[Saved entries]
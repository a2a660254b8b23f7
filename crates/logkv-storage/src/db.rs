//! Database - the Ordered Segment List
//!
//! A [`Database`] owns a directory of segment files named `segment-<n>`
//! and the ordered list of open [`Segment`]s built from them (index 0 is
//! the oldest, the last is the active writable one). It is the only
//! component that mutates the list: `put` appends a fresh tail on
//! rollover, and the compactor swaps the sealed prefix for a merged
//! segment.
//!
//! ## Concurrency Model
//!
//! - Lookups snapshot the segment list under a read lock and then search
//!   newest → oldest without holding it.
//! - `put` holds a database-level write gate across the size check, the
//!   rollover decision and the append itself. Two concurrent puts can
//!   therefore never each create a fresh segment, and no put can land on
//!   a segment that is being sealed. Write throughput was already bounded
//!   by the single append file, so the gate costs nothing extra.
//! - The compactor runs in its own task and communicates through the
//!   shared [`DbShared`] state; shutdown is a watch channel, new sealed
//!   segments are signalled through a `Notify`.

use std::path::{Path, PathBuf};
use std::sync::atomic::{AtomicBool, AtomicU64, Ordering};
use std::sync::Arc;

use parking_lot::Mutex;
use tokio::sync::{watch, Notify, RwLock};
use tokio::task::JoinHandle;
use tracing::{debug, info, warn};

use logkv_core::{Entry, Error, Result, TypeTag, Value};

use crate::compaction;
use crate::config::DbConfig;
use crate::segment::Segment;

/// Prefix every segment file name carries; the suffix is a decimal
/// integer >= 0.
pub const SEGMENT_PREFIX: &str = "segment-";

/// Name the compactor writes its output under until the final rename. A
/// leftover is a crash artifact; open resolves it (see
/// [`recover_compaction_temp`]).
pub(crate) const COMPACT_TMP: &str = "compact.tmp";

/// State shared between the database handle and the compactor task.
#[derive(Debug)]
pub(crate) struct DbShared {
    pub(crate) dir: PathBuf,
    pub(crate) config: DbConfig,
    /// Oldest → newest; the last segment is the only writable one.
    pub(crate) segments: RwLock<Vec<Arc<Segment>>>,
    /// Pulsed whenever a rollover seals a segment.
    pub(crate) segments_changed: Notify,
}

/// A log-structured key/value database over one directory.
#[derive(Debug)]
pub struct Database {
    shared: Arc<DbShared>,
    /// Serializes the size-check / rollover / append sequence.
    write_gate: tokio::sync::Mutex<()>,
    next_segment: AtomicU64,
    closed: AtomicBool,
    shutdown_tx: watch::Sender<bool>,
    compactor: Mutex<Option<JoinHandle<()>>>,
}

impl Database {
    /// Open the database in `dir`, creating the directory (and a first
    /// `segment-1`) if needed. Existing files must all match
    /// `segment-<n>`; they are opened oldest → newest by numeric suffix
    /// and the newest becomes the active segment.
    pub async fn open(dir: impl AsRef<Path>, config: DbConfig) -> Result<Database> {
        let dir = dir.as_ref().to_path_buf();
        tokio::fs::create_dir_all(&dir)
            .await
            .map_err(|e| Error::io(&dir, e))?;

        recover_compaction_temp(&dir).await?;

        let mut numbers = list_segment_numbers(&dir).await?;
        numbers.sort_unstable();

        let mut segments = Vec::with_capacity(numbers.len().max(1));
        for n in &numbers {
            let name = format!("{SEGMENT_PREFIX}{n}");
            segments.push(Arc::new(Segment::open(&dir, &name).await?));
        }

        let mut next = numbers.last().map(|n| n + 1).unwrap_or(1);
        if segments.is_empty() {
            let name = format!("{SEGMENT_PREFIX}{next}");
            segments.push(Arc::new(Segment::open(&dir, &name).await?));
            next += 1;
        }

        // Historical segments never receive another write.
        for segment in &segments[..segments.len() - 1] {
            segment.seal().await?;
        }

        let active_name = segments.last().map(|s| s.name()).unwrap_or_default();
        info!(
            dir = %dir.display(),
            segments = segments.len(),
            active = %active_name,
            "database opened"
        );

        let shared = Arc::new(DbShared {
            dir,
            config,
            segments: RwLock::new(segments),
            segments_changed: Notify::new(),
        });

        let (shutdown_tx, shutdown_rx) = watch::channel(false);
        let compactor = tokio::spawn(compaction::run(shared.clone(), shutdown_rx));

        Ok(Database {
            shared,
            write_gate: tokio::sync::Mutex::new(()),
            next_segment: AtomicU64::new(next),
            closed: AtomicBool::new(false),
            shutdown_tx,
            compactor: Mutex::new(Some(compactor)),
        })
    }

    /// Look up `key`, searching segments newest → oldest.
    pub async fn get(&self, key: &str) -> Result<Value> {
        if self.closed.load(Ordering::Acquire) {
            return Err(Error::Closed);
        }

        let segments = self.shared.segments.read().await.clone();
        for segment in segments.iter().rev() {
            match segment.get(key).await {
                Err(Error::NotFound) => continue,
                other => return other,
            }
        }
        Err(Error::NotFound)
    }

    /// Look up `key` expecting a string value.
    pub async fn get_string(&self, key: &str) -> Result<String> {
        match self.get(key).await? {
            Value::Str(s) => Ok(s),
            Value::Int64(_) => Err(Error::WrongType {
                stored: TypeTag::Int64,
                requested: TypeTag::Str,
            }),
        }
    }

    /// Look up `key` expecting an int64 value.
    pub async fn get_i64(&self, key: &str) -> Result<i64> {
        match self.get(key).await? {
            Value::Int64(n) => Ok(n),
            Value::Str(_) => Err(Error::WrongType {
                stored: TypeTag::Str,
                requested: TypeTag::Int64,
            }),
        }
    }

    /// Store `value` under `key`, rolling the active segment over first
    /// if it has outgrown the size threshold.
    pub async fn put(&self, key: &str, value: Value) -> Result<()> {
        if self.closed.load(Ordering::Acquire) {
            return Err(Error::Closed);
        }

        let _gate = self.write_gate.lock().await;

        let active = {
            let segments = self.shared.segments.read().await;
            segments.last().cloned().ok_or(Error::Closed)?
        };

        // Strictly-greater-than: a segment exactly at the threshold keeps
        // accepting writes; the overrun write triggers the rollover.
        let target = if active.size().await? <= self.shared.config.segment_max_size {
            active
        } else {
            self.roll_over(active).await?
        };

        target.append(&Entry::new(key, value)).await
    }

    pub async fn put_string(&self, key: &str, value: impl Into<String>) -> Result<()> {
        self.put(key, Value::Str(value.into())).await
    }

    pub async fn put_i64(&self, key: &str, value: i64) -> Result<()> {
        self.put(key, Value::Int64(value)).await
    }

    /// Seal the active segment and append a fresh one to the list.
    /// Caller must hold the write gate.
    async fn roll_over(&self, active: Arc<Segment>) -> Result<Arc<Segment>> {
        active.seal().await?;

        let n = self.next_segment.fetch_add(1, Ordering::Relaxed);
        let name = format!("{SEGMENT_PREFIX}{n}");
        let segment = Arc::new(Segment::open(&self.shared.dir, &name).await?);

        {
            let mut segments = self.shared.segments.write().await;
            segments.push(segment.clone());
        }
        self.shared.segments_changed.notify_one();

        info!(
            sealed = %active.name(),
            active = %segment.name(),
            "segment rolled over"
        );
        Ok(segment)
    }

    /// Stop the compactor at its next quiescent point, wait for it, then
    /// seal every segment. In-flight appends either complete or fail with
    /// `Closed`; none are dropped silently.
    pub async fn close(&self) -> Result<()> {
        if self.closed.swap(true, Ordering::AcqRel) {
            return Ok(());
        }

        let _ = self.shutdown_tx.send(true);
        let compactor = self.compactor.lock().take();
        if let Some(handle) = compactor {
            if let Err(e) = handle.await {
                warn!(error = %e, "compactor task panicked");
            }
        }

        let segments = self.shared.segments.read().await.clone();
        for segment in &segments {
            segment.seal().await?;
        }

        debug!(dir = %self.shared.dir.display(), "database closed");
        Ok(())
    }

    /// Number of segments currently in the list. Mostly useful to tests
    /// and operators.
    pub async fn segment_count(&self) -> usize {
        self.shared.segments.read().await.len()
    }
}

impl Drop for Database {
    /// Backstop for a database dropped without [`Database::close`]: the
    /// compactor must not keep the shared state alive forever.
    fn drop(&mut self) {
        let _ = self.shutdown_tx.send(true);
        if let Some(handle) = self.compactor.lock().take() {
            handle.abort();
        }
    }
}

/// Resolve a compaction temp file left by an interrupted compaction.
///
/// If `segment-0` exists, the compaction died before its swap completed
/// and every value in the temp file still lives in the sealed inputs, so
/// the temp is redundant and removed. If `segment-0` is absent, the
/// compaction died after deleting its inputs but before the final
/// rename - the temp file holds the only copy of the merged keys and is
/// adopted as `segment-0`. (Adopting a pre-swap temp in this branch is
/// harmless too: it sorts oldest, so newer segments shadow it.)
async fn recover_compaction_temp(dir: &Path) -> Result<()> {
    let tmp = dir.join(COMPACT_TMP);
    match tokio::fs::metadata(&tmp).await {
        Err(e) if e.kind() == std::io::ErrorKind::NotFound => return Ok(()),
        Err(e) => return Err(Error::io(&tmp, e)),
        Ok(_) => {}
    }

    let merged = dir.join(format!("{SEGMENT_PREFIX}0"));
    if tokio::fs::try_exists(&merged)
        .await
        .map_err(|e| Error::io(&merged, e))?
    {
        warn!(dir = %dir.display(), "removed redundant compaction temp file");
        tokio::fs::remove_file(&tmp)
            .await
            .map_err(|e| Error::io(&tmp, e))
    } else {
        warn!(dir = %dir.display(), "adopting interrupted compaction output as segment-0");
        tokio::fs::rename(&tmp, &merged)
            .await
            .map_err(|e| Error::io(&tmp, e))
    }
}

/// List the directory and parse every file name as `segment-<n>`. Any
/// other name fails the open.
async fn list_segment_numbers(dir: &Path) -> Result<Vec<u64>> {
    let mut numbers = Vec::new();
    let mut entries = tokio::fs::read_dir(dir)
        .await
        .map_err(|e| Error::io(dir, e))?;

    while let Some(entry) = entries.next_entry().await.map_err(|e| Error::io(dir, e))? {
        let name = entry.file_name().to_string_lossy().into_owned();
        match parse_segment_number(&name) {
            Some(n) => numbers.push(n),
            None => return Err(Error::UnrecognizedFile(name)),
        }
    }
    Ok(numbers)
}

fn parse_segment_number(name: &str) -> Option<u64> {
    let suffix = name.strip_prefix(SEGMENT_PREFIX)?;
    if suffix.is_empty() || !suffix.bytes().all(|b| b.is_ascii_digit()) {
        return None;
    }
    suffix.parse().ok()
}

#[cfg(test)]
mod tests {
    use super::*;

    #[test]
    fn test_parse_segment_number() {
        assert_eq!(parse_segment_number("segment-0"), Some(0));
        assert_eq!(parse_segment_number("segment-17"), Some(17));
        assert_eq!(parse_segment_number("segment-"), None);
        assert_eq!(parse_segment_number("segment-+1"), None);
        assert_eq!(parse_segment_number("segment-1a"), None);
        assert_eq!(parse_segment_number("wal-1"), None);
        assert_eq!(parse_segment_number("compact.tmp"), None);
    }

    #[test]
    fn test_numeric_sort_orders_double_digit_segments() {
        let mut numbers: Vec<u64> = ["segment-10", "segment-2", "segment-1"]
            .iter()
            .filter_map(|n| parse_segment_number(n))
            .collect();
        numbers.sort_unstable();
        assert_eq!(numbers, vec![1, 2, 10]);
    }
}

WHAT IS EXPECTED: Retype exactly, and only, the lines above from the one where "Ok(segment)" occurs up to and including the one where "if let Some(handle) = compactor" occurs.

REPLY:
        Ok(segment)
    }

    /// Stop the compactor at its next quiescent point, wait for it, then
    /// seal every segment. In-flight appends either complete or fail with
    /// `Closed`; none are dropped silently.
    pub async fn close(&self) -> Result<()> {
        if self.closed.swap(true, Ordering::AcqRel) {
            return Ok(());
        }

        let _ = self.shutdown_tx.send(true);
        let compactor = self.compactor.lock().take();
        if let Some(handle) = compactor {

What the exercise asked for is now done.